TASK DIRECTIONS:
Bring together copies of the lines in the data below that contain the word "recv".
++++++++++
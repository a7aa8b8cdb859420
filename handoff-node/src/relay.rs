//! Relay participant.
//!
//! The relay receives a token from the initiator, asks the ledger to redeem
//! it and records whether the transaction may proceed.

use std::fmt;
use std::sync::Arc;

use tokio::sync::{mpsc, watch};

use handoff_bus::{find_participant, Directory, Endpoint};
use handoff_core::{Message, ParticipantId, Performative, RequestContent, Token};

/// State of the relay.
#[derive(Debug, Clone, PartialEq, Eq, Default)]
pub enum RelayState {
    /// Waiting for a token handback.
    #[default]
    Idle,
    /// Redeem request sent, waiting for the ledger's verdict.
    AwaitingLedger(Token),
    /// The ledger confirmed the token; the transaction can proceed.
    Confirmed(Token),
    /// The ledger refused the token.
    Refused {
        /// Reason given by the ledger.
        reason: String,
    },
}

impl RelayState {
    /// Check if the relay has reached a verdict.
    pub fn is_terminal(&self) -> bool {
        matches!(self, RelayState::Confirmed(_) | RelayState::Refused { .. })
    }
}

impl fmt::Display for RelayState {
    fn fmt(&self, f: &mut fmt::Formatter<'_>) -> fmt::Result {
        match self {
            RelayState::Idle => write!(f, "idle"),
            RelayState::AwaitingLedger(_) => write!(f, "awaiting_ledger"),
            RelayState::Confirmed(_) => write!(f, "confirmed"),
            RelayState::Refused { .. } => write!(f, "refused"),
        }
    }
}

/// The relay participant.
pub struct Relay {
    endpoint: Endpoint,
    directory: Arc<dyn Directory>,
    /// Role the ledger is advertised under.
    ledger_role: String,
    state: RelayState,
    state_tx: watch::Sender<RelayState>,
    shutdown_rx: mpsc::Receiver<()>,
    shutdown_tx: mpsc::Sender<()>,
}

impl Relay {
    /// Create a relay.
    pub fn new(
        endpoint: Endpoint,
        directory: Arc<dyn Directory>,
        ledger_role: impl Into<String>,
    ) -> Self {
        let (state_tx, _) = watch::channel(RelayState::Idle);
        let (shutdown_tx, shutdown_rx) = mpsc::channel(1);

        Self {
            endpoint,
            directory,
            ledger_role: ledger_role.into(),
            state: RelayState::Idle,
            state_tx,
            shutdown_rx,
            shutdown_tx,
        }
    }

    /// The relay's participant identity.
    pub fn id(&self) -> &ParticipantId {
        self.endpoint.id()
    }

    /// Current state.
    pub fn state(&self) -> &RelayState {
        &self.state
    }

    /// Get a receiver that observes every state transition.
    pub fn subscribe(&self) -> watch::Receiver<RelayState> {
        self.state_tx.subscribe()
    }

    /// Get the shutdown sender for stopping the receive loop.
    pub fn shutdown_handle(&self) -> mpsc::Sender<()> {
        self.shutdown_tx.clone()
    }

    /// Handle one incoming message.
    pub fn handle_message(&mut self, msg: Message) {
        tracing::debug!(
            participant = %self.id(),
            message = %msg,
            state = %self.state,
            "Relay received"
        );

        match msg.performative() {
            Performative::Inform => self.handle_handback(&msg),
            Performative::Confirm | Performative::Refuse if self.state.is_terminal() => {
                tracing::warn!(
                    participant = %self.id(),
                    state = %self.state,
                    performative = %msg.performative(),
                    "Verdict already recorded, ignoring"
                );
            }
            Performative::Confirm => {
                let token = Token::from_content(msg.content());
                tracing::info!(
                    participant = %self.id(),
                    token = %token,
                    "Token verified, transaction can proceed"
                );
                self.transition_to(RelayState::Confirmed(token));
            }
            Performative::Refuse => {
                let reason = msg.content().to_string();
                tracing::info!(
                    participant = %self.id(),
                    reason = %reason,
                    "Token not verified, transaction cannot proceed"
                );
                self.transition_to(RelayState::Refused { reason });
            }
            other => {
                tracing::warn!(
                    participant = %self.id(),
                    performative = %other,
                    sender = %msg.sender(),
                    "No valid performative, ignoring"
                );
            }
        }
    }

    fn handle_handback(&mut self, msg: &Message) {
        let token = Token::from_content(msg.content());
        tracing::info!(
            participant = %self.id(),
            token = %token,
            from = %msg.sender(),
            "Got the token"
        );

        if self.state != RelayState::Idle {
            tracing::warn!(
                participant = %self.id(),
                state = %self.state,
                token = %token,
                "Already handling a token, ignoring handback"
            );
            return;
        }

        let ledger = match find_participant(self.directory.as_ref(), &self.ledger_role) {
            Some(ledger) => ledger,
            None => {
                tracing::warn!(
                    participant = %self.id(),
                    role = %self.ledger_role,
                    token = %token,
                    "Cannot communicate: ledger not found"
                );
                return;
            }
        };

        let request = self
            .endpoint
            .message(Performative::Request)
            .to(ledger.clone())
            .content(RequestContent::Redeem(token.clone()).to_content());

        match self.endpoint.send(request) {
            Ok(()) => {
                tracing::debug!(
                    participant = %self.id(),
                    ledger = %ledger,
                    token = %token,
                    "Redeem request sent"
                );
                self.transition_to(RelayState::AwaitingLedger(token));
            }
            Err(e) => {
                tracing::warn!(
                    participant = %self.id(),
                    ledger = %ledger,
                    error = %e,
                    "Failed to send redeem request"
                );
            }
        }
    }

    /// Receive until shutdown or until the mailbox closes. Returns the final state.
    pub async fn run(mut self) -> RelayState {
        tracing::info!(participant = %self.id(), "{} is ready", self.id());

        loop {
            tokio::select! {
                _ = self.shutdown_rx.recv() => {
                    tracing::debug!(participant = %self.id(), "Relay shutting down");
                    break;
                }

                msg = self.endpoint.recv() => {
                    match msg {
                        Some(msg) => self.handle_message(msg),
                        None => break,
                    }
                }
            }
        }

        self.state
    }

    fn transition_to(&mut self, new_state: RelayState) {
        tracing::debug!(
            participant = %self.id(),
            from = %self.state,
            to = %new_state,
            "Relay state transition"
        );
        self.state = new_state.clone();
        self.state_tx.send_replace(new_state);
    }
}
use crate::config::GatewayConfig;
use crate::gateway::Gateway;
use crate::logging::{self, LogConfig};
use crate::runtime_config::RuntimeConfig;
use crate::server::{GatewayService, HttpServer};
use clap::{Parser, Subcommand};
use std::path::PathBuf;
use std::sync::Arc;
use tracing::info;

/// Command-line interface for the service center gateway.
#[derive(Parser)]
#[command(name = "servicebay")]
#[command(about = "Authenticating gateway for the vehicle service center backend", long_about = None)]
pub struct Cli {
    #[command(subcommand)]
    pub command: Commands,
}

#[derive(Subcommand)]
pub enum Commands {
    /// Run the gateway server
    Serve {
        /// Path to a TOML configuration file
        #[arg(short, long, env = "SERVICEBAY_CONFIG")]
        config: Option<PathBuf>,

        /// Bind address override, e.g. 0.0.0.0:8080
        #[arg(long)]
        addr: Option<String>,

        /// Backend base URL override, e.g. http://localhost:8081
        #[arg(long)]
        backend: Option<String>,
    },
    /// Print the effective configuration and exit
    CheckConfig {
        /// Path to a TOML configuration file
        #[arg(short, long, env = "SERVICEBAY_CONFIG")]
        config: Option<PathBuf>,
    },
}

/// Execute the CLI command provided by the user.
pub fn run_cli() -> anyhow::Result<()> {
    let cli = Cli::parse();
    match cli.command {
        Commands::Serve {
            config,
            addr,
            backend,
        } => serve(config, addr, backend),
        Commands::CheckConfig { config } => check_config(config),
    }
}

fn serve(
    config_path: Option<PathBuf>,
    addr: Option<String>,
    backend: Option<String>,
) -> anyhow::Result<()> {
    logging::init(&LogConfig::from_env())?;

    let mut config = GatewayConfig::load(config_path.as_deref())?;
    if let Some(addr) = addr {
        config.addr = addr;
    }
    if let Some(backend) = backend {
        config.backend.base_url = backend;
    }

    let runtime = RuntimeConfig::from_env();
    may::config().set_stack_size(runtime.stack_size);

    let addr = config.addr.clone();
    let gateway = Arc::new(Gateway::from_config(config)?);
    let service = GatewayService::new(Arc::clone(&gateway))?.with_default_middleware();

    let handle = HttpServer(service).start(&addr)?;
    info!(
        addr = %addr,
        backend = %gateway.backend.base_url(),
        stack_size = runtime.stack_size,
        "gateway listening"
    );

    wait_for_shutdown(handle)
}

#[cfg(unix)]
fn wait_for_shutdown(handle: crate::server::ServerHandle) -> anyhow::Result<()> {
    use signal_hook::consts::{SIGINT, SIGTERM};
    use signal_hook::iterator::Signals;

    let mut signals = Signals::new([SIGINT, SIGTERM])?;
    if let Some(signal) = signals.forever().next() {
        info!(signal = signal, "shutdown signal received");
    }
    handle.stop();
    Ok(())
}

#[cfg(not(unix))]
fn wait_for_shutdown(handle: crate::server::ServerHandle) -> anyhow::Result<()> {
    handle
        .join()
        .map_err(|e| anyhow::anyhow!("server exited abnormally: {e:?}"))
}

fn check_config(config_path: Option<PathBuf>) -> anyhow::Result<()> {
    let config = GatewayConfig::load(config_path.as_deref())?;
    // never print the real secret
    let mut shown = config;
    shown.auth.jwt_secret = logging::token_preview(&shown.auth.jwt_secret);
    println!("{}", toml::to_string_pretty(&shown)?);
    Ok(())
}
++++++++++
REPLY TO THE TASK:
                _ = self.shutdown_rx.recv() => {
                msg = self.endpoint.recv() => {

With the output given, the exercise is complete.